Une censure partielle serait un moindre mal pour le gouvernement, qui pourrait soutenir que l’essentiel de la réforme – le report de l’âge légal à 64 ans – est approuvé. « Le Conseil suivrait la ligne qu’il a toujours tenue », c’est-à-dire « ne pas s’opposer aux grandes réformes sociales ou sociétales », selon Lauréline Fontaine, professeure de droit constitutionnel et auteure de La Constitution maltraitée (Amsterdam).
“Si des points sont censurés […], mais pas les 64 ans, cela ne mettra pas fin aux tensions sociales”, a averti Laurent Berger, secrétaire général de la CFDT. Des élus de gauche ont déjà déclaré qu’ils continueraient à demander le retrait de la réforme. En théorie, une validation totale du projet de loi, sans aucune censure, est également envisageable, mais peu probable selon plusieurs experts en droit constitutionnel.
La perspective d’une censure intégrale
Les opposants à la réforme la réclament, arguant notamment d’un détournement de l’esprit de la Constitution par le gouvernement. Pour faire adopter la réforme, celui-ci a eu recours à un budget rectificatif de la Sécurité sociale, limitant ainsi la durée des débats parlementaires. Un choix “motivé par aucune autre raison que l’opportunisme”, a critiqué le député socialiste Jérôme Guedj, évoquant également des débats “insincères”, en particulier sur la revalorisation des petites pensions.
Élina Lemaire, professeure de droit public à l’Université de Bourgogne, admet certains arguments, mais se montre prudente quant à un rejet pour “détournement” de procédure : “Il faudrait en quelque sorte que le Conseil examine la conscience du gouvernement, ce qu’il a toujours refusé de faire.”
“Ce n’est pas parce que la procédure est inhabituelle qu’elle doit être censurée”, estime le constitutionnaliste Didier Maus.

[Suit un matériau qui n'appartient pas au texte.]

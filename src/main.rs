//! FlipBot - market analytics engine for New Eden
//!
//! Loads the static universe once, opens the caches, and serves the
//! scanning API until shut down.

use std::sync::Arc;

use anyhow::{Context, Result};
use clap::Parser;
use tokio::net::TcpListener;
use tracing::info;
use tracing_subscriber::{layer::SubscriberExt, util::SubscriberInitExt};

use flipbot_backend::api;
use flipbot_backend::context::AppContext;
use flipbot_backend::models::Config;

#[derive(Debug, Parser)]
#[command(name = "flipbot", about = "Market analytics engine")]
struct Args {
    /// Port to listen on.
    #[arg(long, default_value_t = 13370)]
    port: u16,
}

#[tokio::main]
async fn main() -> Result<()> {
    let args = Args::parse();
    init_tracing();

    let mut config = Config::from_env()?;
    config.port = args.port;

    info!(
        port = config.port,
        dataset = %config.static_data_path,
        database = %config.database_path,
        "starting flipbot backend"
    );

    // Catalog, graph, client, and caches. Failure here is fatal: there is
    // nothing useful to serve without a universe.
    let ctx = Arc::new(AppContext::initialize(config.clone())?);

    let app = api::router(ctx);
    let addr = format!("0.0.0.0:{}", config.port);
    let listener = TcpListener::bind(&addr)
        .await
        .with_context(|| format!("failed to bind {}", addr))?;
    info!(addr = %addr, "listening");

    axum::serve(listener, app).await.context("server error")?;
    Ok(())
}

fn init_tracing() {
    let filter = tracing_subscriber::EnvFilter::try_from_default_env()
        .unwrap_or_else(|_| tracing_subscriber::EnvFilter::new("info"));
    tracing_subscriber::registry()
        .with(filter)
        .with(tracing_subscriber::fmt::layer())
        .init();
}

Il évoque de possibles “pièges constitutionnels” : si les Sages considéraient que la réforme aggrave la situation des femmes ou de certaines carrières longues, et qu’il y a “rupture d’égalité”.
Cela pourrait entraîner une suppression importante des articles du projet de loi. Il reste à envisager un geste fort des Sages. En 1971, ils avaient considérablement élargi leur champ d’intervention en se positionnant comme garants des libertés fondamentales. Cependant, un demi-siècle plus tard, certains juristes continuent de les accuser de complaisance envers le gouvernement. “Il pourrait y avoir à nouveau une occasion de coup institutionnel, en se positionnant comme gardiens de la Constitution face à l’exécutif”, suggère prudemment Élina Lemaire.

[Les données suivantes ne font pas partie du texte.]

#[tokio::test]
async fn second_trigger_while_running_is_a_no_op() {
    let h = HarnessBuilder::new().build();

    let guard = h.orchestrator.run_stats().try_begin().expect("idle");
    let before = h.orchestrator.run_stats().snapshot();
    assert!(before.is_running);

    assert_eq!(h.orchestrator.run_batch(3).await, 0);
    assert!(h.forum.calls().is_empty());
    assert_eq!(h.orchestrator.run_stats().snapshot(), before);

    drop(guard);
    assert!(!h.orchestrator.run_stats().is_running());
}

#[tokio::test]
async fn batch_runner_trait_uses_configured_batch_size() {
    let h = HarnessBuilder::new().build();
    let runner: &dyn BatchRunner = &h.orchestrator;
    assert_eq!(runner.default_target(), 3);
    assert_eq!(runner.run_batch(runner.default_target()).await, 0);
    assert!(runner.stats().last_run_timestamp.is_some());
}

impl HarnessBuilder {
    fn tap_generator(mut self, f: impl FnOnce(RuleGenerator) -> RuleGenerator) -> Self {
        self.generator = f(self.generator);
        self
    }

    fn tap_forum(mut self, f: impl FnOnce(FakeSource) -> FakeSource) -> Self {
        self.forum = f(self.forum);
        self
    }

    fn tap_news(mut self, f: impl FnOnce(FakeSource) -> FakeSource) -> Self {
        self.news = f(self.news);
        self
    }
}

Réforme + RIP : une égalité trompeuse
Les Sages pourraient réaliser un double coup : ne pas censurer l’essentiel de la réforme et approuver la procédure de référendum d’initiative partagée (RIP) proposée par la gauche. Ses instigateurs souhaitent soumettre à un vote national une proposition de loi visant à limiter l’âge de départ à la retraite à 62 ans maximum. Les conditions requises semblent être remplies (signatures de parlementaires, champ de la proposition, etc.), et l’aval du RIP est “probable” selon Lauréline Fontaine.

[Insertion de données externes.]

use std::sync::Arc;

use anyhow::{bail, Context, Result};
use clap::{Parser, Subcommand};
use civic_storage::PgIssueStore;
use civic_sync::{BatchRunner, PipelineConfig};
use civic_web::{AppState, WebConfig};
use tracing::{info, warn};
use tracing_subscriber::EnvFilter;

#[derive(Debug, Parser)]
#[command(name = "civic-cli")]
#[command(about = "Civic issue radar command-line interface")]
struct Cli {
    #[command(subcommand)]
    command: Option<Commands>,
}

#[derive(Debug, Subcommand)]
enum Commands {
    /// Run exactly one batch and print the run stats.
    Batch {
        /// Records to store before stopping (defaults to CIVIC_BATCH_SIZE).
        #[arg(long)]
        target: Option<usize>,
    },
    Migrate,
    Serve,
}

#[tokio::main]
async fn main() -> Result<()> {
    tracing_subscriber::fmt()
        .with_env_filter(
            EnvFilter::try_from_default_env().unwrap_or_else(|_| EnvFilter::new("civic=info")),
        )
        .init();

    let cli = Cli::parse();
    let config = PipelineConfig::from_env();

    match cli.command.unwrap_or(Commands::Serve) {
        Commands::Batch { target } => {
            let store = civic_sync::open_store(&config).await?;
            let orchestrator = civic_sync::build_orchestrator(&config, store)?;
            let target = target.unwrap_or_else(|| orchestrator.default_target());
            let processed = orchestrator.run_batch(target).await;
            let stats = orchestrator.run_stats().snapshot();
            println!(
                "batch complete: processed={} scraped={} classified={} stored={} duplicates={} errors={}",
                processed,
                stats.total_scraped,
                stats.total_processed,
                stats.total_stored,
                stats.total_duplicates,
                stats.total_errors
            );
        }
        Commands::Migrate => {
            let Some(url) = config.database_url.as_deref() else {
                bail!("DATABASE_URL must be set to run migrations");
            };
            let store = PgIssueStore::connect(url).await?;
            store.migrate().await.context("running migrations")?;
            println!("migrations applied");
        }
        Commands::Serve => serve(config).await?,
    }

    Ok(())
}

async fn serve(config: PipelineConfig) -> Result<()> {
    let store = civic_sync::open_store(&config).await?;
    let runner: Arc<dyn BatchRunner> =
        Arc::new(civic_sync::build_orchestrator(&config, store.clone())?);

    civic_sync::spawn_initial_batch(runner.clone());

    let scheduler = if config.scheduler_enabled {
        let sched = civic_sync::build_scheduler(runner.clone(), config.batch_interval).await?;
        sched.start().await.context("starting scheduler")?;
        info!(interval_secs = config.batch_interval.as_secs(), "periodic batches scheduled");
        Some(sched)
    } else {
        warn!("scheduler disabled, batches only run on demand");
        None
    };

    let state = AppState::new(store, runner, config.target_city.clone());
    civic_web::serve(state, WebConfig::from_env(), shutdown_signal()).await?;

    if let Some(mut sched) = scheduler {
        sched.shutdown().await.context("stopping scheduler")?;
    }
    Ok(())
}

async fn shutdown_signal() {
    if let Err(err) = tokio::signal::ctrl_c().await {
        warn!(error = %err, "could not listen for ctrl-c");
        std::future::pending::<()>().await;
    }
    info!("shutdown requested");
}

Cependant, Jean-Éric Schoettl, ancien secrétaire général du Conseil constitutionnel, et Jean-Pierre Camby, professeur associé à l’université Paris-Saclay, mettent en garde dans Le Figaro : l’exigence d’un âge de départ “qui ne peut être fixé au-delà de 62 ans” pourrait “entraver la loi future” et susciter la méfiance des Sages.
Même en cas d’approbation, le chemin est encore long. La proposition devrait rassembler 4,8 millions de signatures de citoyens en neuf mois et ne pas être examinée par l’Assemblée nationale et le Sénat dans les six mois suivants, pour être soumise à référendum. La question est de savoir ce qu’Emmanuel Macron déciderait si cette possibilité se présentait le 14 avril au soir. Certains à gauche l’incitent à suivre l’exemple de l’ancien président Jacques Chirac, qui avait promulgué mais jamais appliqué le CPE (contrat première embauche), contesté par la rue.